Courtesy Wikipedia (meaning Creative Commons, Rupert)
Looks like we'll have to start all over again with the electrical college
Soon after, Rick Shenkman at Salon called American voters on their ignorance. Shenkman points out scary statistics like how only two in five Americans can name all three branches of government.
However, after boldly stating the tyranny of what everybody knows, he lamented Kerry’s comment, because it’s cannon fodder for Republicans during election season. To an extent, Shenkman’s right – voters don’t like the snooty elite (re: anyone not having Tea or otherwise voting Republican) looking down their noses, calling them stupid. Republicans should stop throwing down the populist card. Smarter voters would be a good thing and voters should get the facts.

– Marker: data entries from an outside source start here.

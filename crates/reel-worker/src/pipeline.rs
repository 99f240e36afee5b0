//! Per-job processing pipeline.
//!
//! Resolves sources into the job's temp dir, picks windows with the motion
//! scorer, renders the reel and cover into the job's output dir, and writes
//! `timeline.json`. Returns the public artifact paths.

use std::cmp::Ordering;
use std::path::PathBuf;
use std::sync::Arc;

use serde::Serialize;

use reel_media::fs_utils::{ensure_dir, write_json_atomic};
use reel_media::{
    list_directory_videos, probe_or_default, score_motion_segments, MediaError, MediaFetcher,
    MediaInfo, MontageClip, MontageSpec, MusicSpec, RenderOutput, RenderSpec, Renderer,
    ScorerOptions,
};
use reel_models::{ArtifactPaths, CandidateWindow, Job, JobId, JobRequest, ReelMode, Segment};

use crate::config::WorkerConfig;
use crate::error::WorkerResult;
use crate::logging::JobLogger;

/// Timeline file name inside a job's output directory.
pub const TIMELINE_FILE: &str = "timeline.json";

/// A source reference and the local file it resolved to.
#[derive(Debug, Clone)]
struct SourceFile {
    reference: String,
    path: PathBuf,
}

/// Contents of `timeline.json`.
#[derive(Debug, Clone, Serialize)]
pub struct Timeline {
    pub job_id: JobId,
    pub mode: ReelMode,
    pub width: u32,
    pub height: u32,
    pub duration: f64,
    pub segments: Vec<TimelineSegment>,
}

/// One source window placed on the output timeline.
#[derive(Debug, Clone, Serialize)]
pub struct TimelineSegment {
    pub source: String,
    pub start: f64,
    pub end: f64,
    pub score: f64,
    pub timeline_offset: f64,
}

/// Result of one rendering mode before artifacts are published.
struct Rendered {
    output: RenderOutput,
    segments: Vec<TimelineSegment>,
    candidates: Vec<CandidateWindow>,
}

/// Runs one job end to end. Cheap to clone.
#[derive(Debug, Clone)]
pub struct JobPipeline {
    config: Arc<WorkerConfig>,
    fetcher: MediaFetcher,
}

impl JobPipeline {
    pub fn new(config: Arc<WorkerConfig>) -> Self {
        let fetcher = MediaFetcher::new(config.download_timeout);
        Self { config, fetcher }
    }

    /// Process `job` and return its public artifact paths.
    pub async fn run(&self, job: &Job) -> WorkerResult<ArtifactPaths> {
        let request = &job.request;
        let logger = JobLogger::new(&job.id, request.mode.as_str());
        let temp_dir = self.config.temp_dir(&job.id);
        let output_dir = self.config.output_dir(&job.id);
        ensure_dir(&temp_dir).await?;
        ensure_dir(&output_dir).await?;

        let sources = self.acquire(request, &temp_dir).await?;
        logger.log_progress(&format!("resolved {} source(s)", sources.len()));

        let music = match request.music_ref() {
            Some(reference) => Some(MusicSpec {
                path: self.fetcher.resolve_source(reference, &temp_dir).await?,
                gain_db: request.music_gain_db,
                duck: request.duck_music,
                music_only: request.music_only,
            }),
            None => None,
        };

        let geometry = self.config.geometry(request.aspect);
        let renderer = Renderer::new(self.config.runner(), self.config.encoding.clone(), geometry);

        let rendered = match request.mode {
            ReelMode::Single => {
                self.render_single(&renderer, &logger, request, &sources[0], music, &output_dir)
                    .await?
            }
            ReelMode::Montage => {
                self.render_montage(&renderer, &logger, request, &sources, music, &output_dir)
                    .await?
            }
        };

        let timeline = Timeline {
            job_id: job.id.clone(),
            mode: request.mode,
            width: geometry.width,
            height: geometry.height,
            duration: rendered.output.duration,
            segments: rendered.segments,
        };
        let timeline_path = output_dir.join(TIMELINE_FILE);
        write_json_atomic(&timeline_path, &timeline).await?;

        logger.log_progress(&format!(
            "rendered {}x{} reel, {:.2}s",
            geometry.width, geometry.height, rendered.output.duration
        ));

        Ok(ArtifactPaths {
            best_reel_mp4: Some(self.config.public_url(&rendered.output.video)),
            alt_candidates: rendered.candidates,
            captions_srt: None,
            timeline_json: Some(self.config.public_url(&timeline_path)),
            cover_jpg: Some(self.config.public_url(&rendered.output.cover)),
        })
    }

    /// Directory videos first, then explicit references, capped at
    /// `max_files`. Single mode only fetches the first.
    async fn acquire(
        &self,
        request: &JobRequest,
        temp_dir: &std::path::Path,
    ) -> WorkerResult<Vec<SourceFile>> {
        let mut references = Vec::new();
        if let Some(dir) = request.directory.as_deref().filter(|d| !d.trim().is_empty()) {
            let dir = self.config.resolve_directory(dir);
            for path in list_directory_videos(&dir, request.max_files).await? {
                references.push(path.to_string_lossy().to_string());
            }
        }
        references.extend(request.source_refs());

        let limit = match request.mode {
            ReelMode::Single => 1,
            ReelMode::Montage => request.max_files,
        };
        references.truncate(limit);
        if references.is_empty() {
            return Err(MediaError::NoSources.into());
        }

        let paths = self.fetcher.resolve_sources(&references, temp_dir).await?;
        Ok(references
            .into_iter()
            .zip(paths)
            .map(|(reference, path)| SourceFile { reference, path })
            .collect())
    }

    fn scorer_options(&self) -> ScorerOptions {
        ScorerOptions {
            fps: self.config.scorer_fps,
            cache_dir: Some(self.config.cache_dir()),
        }
    }

    async fn probe(&self, source: &SourceFile) -> MediaInfo {
        probe_or_default(&self.config.ffprobe_bin, &source.path).await
    }

    async fn render_single(
        &self,
        renderer: &Renderer,
        logger: &JobLogger,
        request: &JobRequest,
        source: &SourceFile,
        music: Option<MusicSpec>,
        output_dir: &std::path::Path,
    ) -> WorkerResult<Rendered> {
        let info = self.probe(source).await;
        let target = single_window_length(request.clamped_target_duration(), info.duration);

        let scored = score_motion_segments(
            renderer.runner(),
            &source.path,
            target,
            request.top_k_candidates.max(1),
            &self.scorer_options(),
        )
        .await;
        let best = match scored.first() {
            Some(best) => best.clone(),
            None => {
                logger.log_warning("motion scoring unavailable, cutting from the start");
                Segment::unscored(&source.path, 0.0, target)
            }
        };

        let output = renderer
            .render_single(&RenderSpec {
                input: source.path.clone(),
                info,
                start: best.start,
                end: best.end,
                output_dir: output_dir.to_path_buf(),
                music,
            })
            .await?;

        Ok(Rendered {
            segments: vec![TimelineSegment {
                source: source.reference.clone(),
                start: best.start,
                end: best.end,
                score: best.score,
                timeline_offset: 0.0,
            }],
            candidates: scored.iter().map(CandidateWindow::from).collect(),
            output,
        })
    }

    async fn render_montage(
        &self,
        renderer: &Renderer,
        logger: &JobLogger,
        request: &JobRequest,
        sources: &[SourceFile],
        music: Option<MusicSpec>,
        output_dir: &std::path::Path,
    ) -> WorkerResult<Rendered> {
        let segment_sec = request.per_segment_sec;
        let options = self.scorer_options();

        // (source index, probe, window)
        let mut picks: Vec<(usize, MediaInfo, Segment)> = Vec::new();
        let mut candidates = Vec::new();

        if let [source] = sources {
            let info = self.probe(source).await;
            let count = montage_window_count(request.clamped_target_duration(), segment_sec);
            let mut windows = score_motion_segments(
                renderer.runner(),
                &source.path,
                segment_sec,
                count,
                &options,
            )
            .await;
            candidates.extend(windows.iter().map(CandidateWindow::from));
            if windows.is_empty() {
                logger.log_warning("motion scoring unavailable, using consecutive windows");
                windows = fallback_windows(&source.path, info.duration, segment_sec, count);
            }
            windows.sort_by(|a, b| a.start.partial_cmp(&b.start).unwrap_or(Ordering::Equal));
            picks.extend(windows.into_iter().map(|w| (0, info.clone(), w)));
        } else {
            for (index, source) in sources.iter().enumerate() {
                let info = self.probe(source).await;
                let best = score_motion_segments(
                    renderer.runner(),
                    &source.path,
                    segment_sec,
                    1,
                    &options,
                )
                .await
                    .into_iter()
                    .next();
                if let Some(window) = &best {
                    candidates.push(CandidateWindow::from(window));
                }
                let window = best.unwrap_or_else(|| {
                    logger.log_warning(&format!(
                        "motion scoring unavailable for {}, cutting from the start",
                        source.reference
                    ));
                    Segment::unscored(&source.path, 0.0, segment_sec)
                });
                picks.push((index, info, window));
            }
        }

        let spec = MontageSpec {
            clips: picks
                .iter()
                .map(|(index, info, window)| MontageClip {
                    input: sources[*index].path.clone(),
                    info: info.clone(),
                    start: window.start,
                })
                .collect(),
            segment_sec,
            crossfade: request.effective_crossfade(),
            output_dir: output_dir.to_path_buf(),
            music,
        };
        let output = renderer.render_montage(&spec).await?;

        let segments = picks
            .iter()
            .zip(output.timeline_offsets.iter())
            .map(|((index, _, window), offset)| TimelineSegment {
                source: sources[*index].reference.clone(),
                start: window.start,
                end: window.start + segment_sec,
                score: window.score,
                timeline_offset: *offset,
            })
            .collect();

        Ok(Rendered {
            output,
            segments,
            candidates,
        })
    }
}

/// Reel length for a single clip: the clamped target, cut short by a known
/// shorter source.
pub fn single_window_length(clamped_target: f64, source_duration: Option<f64>) -> f64 {
    match source_duration {
        Some(d) if d > 0.0 => clamped_target.min(d),
        _ => clamped_target,
    }
}

/// Windows taken from a lone montage source.
pub fn montage_window_count(target: f64, segment_sec: f64) -> usize {
    if !(segment_sec > 0.0) {
        return 1;
    }
    ((target / segment_sec).ceil() as usize).max(1)
}

/// Consecutive windows from the start of a source, as many as fit a known
/// duration (always at least one).
pub fn fallback_windows(
    path: &std::path::Path,
    duration: Option<f64>,
    segment_sec: f64,
    count: usize,
) -> Vec<Segment> {
    let fit = match duration {
        Some(d) if d > 0.0 => ((d / segment_sec).floor() as usize).max(1),
        _ => count,
    };
    (0..count.min(fit).max(1))
        .map(|i| {
            let start = i as f64 * segment_sec;
            Segment::unscored(path, start, start + segment_sec)
        })
        .collect()
}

Before huffing and stomping their feet, sensitive Americans should probably do 10 minutes of Googling the history of propaganda:
“Because the masses are notoriously short sighted and generally cannot see danger until it is at their throats, our statesman are forced to deceive them into an awareness of their own long-run interests.” - Thomas Bailey, Historian
“The engineering of consent is the very essence of the democratic process, the freedom to persuade and suggest.” - Edward Bernays, grandfather of “public relations”
Unfortunately, no politician wants voters to have all the facts. Unfortunately, people are easily manipulated by pretty words, catch phrases and good looking politicians.

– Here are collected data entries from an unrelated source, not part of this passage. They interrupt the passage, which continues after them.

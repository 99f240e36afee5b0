//! End-to-end rendering tests against a real FFmpeg.

mod common;

use std::str::FromStr;

use common::{artifact_path, make_clip, make_music, ClipOptions, TEST_TARGET_HEIGHT};
use reel_media::probe_media;
use reel_models::{AspectRatio, Job, JobRequest, JobStatus, ReelMode};
use tempfile::TempDir;

fn assert_completed(job: &Job) {
    assert_eq!(job.status, JobStatus::Completed, "job failed: {:?}", job.error);
}

#[tokio::test]
#[ignore = "requires FFmpeg"]
async fn test_single_clip_reel_with_cover() {
    let root = TempDir::new().unwrap();
    let source = make_clip(
        root.path(),
        "ten.mp4",
        ClipOptions {
            seconds: 10.0,
            ..Default::default()
        },
    )
    .await;
    let manager = common::manager(&root);

    let request = JobRequest {
        target_duration_sec: 5.0,
        ..JobRequest::for_video(source.to_string_lossy())
    };
    let job = common::run(&manager, request).await;
    assert_completed(&job);

    let artifacts = &job.artifacts;
    let reel_url = artifacts.best_reel_mp4.as_deref().unwrap();
    assert!(reel_url.starts_with(&format!("/photos/reels/{}/reel_", job.id)));
    assert!(artifact_path(&root, artifacts.cover_jpg.as_deref().unwrap()).exists());
    assert!(artifact_path(&root, artifacts.timeline_json.as_deref().unwrap()).exists());
    assert!(artifacts.captions_srt.is_none());
    assert!(!artifacts.alt_candidates.is_empty());

    let info = probe_media("ffprobe", artifact_path(&root, reel_url)).await.unwrap();
    let duration = info.duration.unwrap();
    assert!((duration - 5.0).abs() < 0.3, "duration {}", duration);
    assert!(info.has_audio);

    // Temp dir is gone, output dir stays
    assert!(!manager.config().temp_dir(&job.id).exists());
}

#[tokio::test]
#[ignore = "requires FFmpeg"]
async fn test_montage_concat_of_two_clips() {
    let root = TempDir::new().unwrap();
    let a = make_clip(root.path(), "a.mp4", ClipOptions::default()).await;
    let b = make_clip(
        root.path(),
        "b.mp4",
        ClipOptions {
            width: 180,
            height: 320,
            ..Default::default()
        },
    )
    .await;
    let manager = common::manager(&root);

    let request = JobRequest {
        per_segment_sec: 3.0,
        ..JobRequest::montage([a.to_string_lossy(), b.to_string_lossy()])
    };
    let job = common::run(&manager, request).await;
    assert_completed(&job);

    let reel = artifact_path(&root, job.artifacts.best_reel_mp4.as_deref().unwrap());
    let info = probe_media("ffprobe", &reel).await.unwrap();
    let duration = info.duration.unwrap();
    assert!((duration - 6.0).abs() < 0.4, "duration {}", duration);

    let timeline_path = artifact_path(&root, job.artifacts.timeline_json.as_deref().unwrap());
    let timeline: serde_json::Value =
        serde_json::from_slice(&std::fs::read(timeline_path).unwrap()).unwrap();
    assert_eq!(timeline["mode"], "montage");
    assert_eq!(timeline["segments"].as_array().unwrap().len(), 2);
    assert_eq!(timeline["segments"][0]["source"], a.to_string_lossy().as_ref());
    assert_eq!(timeline["segments"][1]["source"], b.to_string_lossy().as_ref());
    assert_eq!(timeline["segments"][0]["timeline_offset"], 0.0);
    assert_eq!(timeline["segments"][1]["timeline_offset"], 3.0);
}

#[tokio::test]
#[ignore = "requires FFmpeg"]
async fn test_montage_of_rotated_and_odd_sized_clips() {
    let root = TempDir::new().unwrap();
    let rotated = make_clip(
        root.path(),
        "rotated.mp4",
        ClipOptions {
            rotation: Some(90),
            ..Default::default()
        },
    )
    .await;
    // Odd width narrower than the 9:16 frame once scaled
    let odd = make_clip(
        root.path(),
        "odd.mp4",
        ClipOptions {
            width: 181,
            height: 321,
            ..Default::default()
        },
    )
    .await;
    let manager = common::manager(&root);

    let request = JobRequest {
        per_segment_sec: 2.0,
        ..JobRequest::montage([rotated.to_string_lossy(), odd.to_string_lossy()])
    };
    let job = common::run(&manager, request).await;
    assert_completed(&job);

    let (width, height) = AspectRatio::default().output_dimensions(TEST_TARGET_HEIGHT);
    let reel = artifact_path(&root, job.artifacts.best_reel_mp4.as_deref().unwrap());
    let info = probe_media("ffprobe", &reel).await.unwrap();
    assert_eq!((info.width, info.height), (Some(width), Some(height)));
    assert_eq!(info.rotation, 0);
    let duration = info.duration.unwrap();
    assert!((duration - 4.0).abs() < 0.4, "duration {}", duration);
}

#[tokio::test]
#[ignore = "requires FFmpeg"]
async fn test_montage_crossfade_duration() {
    let root = TempDir::new().unwrap();
    let a = make_clip(root.path(), "a.mp4", ClipOptions::default()).await;
    let b = make_clip(root.path(), "b.mp4", ClipOptions::default()).await;
    let c = make_clip(root.path(), "c.mp4", ClipOptions::default()).await;
    let manager = common::manager(&root);

    let request = JobRequest {
        per_segment_sec: 3.0,
        crossfade_sec: Some(0.5),
        ..JobRequest::montage([a.to_string_lossy(), b.to_string_lossy(), c.to_string_lossy()])
    };
    let job = common::run(&manager, request).await;
    assert_completed(&job);

    let reel = artifact_path(&root, job.artifacts.best_reel_mp4.as_deref().unwrap());
    let duration = probe_media("ffprobe", &reel).await.unwrap().duration.unwrap();
    let expected = 3.0 * 3.0 - 2.0 * 0.5;
    assert!((duration - expected).abs() < 0.4, "duration {}", duration);
}

#[tokio::test]
#[ignore = "requires FFmpeg"]
async fn test_output_dimensions_grid() {
    let root = TempDir::new().unwrap();
    let shape = |width, height, rotation| ClipOptions {
        width,
        height,
        rotation,
        ..Default::default()
    };
    let sources = [
        ("landscape.mp4", shape(320, 180, None)),
        ("landscape_90.mp4", shape(320, 180, Some(90))),
        ("landscape_180.mp4", shape(320, 180, Some(180))),
        ("portrait.mp4", shape(180, 320, None)),
        ("portrait_270.mp4", shape(180, 320, Some(270))),
        ("square.mp4", shape(240, 240, None)),
        ("square_180.mp4", shape(240, 240, Some(180))),
        ("odd.mp4", shape(321, 181, None)),
    ];
    let mut clips = Vec::new();
    for (name, options) in sources {
        clips.push(make_clip(root.path(), name, options).await);
    }
    let manager = common::manager(&root);

    for aspect in ["9:16", "1:1", "16:9"] {
        let aspect = AspectRatio::from_str(aspect).unwrap();
        let (width, height) = aspect.output_dimensions(TEST_TARGET_HEIGHT);
        for clip in &clips {
            let request = JobRequest {
                aspect,
                target_duration_sec: 3.0,
                ..JobRequest::for_video(clip.to_string_lossy())
            };
            let job = common::run(&manager, request).await;
            assert_completed(&job);

            let reel = artifact_path(&root, job.artifacts.best_reel_mp4.as_deref().unwrap());
            let info = probe_media("ffprobe", &reel).await.unwrap();
            assert_eq!(
                (info.width, info.height),
                (Some(width), Some(height)),
                "{} at {}",
                clip.display(),
                aspect
            );
            assert!(reel.ends_with(format!("reel_{}x{}.mp4", width, height)));
        }
    }
}

#[tokio::test]
#[ignore = "requires FFmpeg"]
async fn test_silent_source_gets_audio_track() {
    let root = TempDir::new().unwrap();
    let silent = make_clip(
        root.path(),
        "silent.mp4",
        ClipOptions {
            audio: false,
            ..Default::default()
        },
    )
    .await;
    let manager = common::manager(&root);

    let single = common::run(&manager, JobRequest::for_video(silent.to_string_lossy())).await;
    assert_completed(&single);
    let reel = artifact_path(&root, single.artifacts.best_reel_mp4.as_deref().unwrap());
    assert!(probe_media("ffprobe", &reel).await.unwrap().has_audio);

    let montage = common::run(
        &manager,
        JobRequest {
            mode: ReelMode::Montage,
            per_segment_sec: 1.5,
            ..JobRequest::for_video(silent.to_string_lossy())
        },
    )
    .await;
    assert_completed(&montage);
    let reel = artifact_path(&root, montage.artifacts.best_reel_mp4.as_deref().unwrap());
    assert!(probe_media("ffprobe", &reel).await.unwrap().has_audio);
}

#[tokio::test]
#[ignore = "requires FFmpeg"]
async fn test_music_bed_with_ducking() {
    let root = TempDir::new().unwrap();
    let clip = make_clip(
        root.path(),
        "clip.mp4",
        ClipOptions {
            seconds: 4.0,
            ..Default::default()
        },
    )
    .await;
    // Shorter than the reel so it has to loop
    let music = make_music(root.path(), 2.0).await;
    let manager = common::manager(&root);

    let request = JobRequest {
        target_duration_sec: 4.0,
        music_url: Some(music.to_string_lossy().to_string()),
        ..JobRequest::for_video(clip.to_string_lossy())
    };
    let job = common::run(&manager, request).await;
    assert_completed(&job);

    let reel = artifact_path(&root, job.artifacts.best_reel_mp4.as_deref().unwrap());
    let info = probe_media("ffprobe", &reel).await.unwrap();
    assert!(info.has_audio);
    assert!((info.duration.unwrap() - 4.0).abs() < 0.3);
}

Unfortunately, people would rather be upset and outraged by sentiment rather than find their own opinions based on lengthy research. Take, for example, a recent survey from Gallup. Respondents were asked to describe the federal government in one word or phrase. Gallup found that “Overall, 72% of responses about the federal government are negative, touching on its inefficiency, size, corruption, and general incompetence, with the most common specific descriptions being “too big,” “confused,” and “corrupt.””
Such results aren’t shocking at all, but the big elephant hanging out in the corner would like to remind everyone playing that YOU ARE THE GOVERNMENT. I’ve said it before, but in the supposedly freest country in the known universe with the best Democracy money can buy, the average citizen should not only make informed choices when selecting a representative, but engage themselves in something more than the spectacle of betting on who’s winning what district.If you happen to be offended by John Kerry’s statement, perhaps before assuming that the Washington elite wants to rub your nose in their intellectual blue blood, you may want to first check your own political knowledge. Furthermore, you might want to engage yourself in building the kind of world you want to see, rather than simply checking a box and complaining later. Otherwise, we all really do get the government we deserve.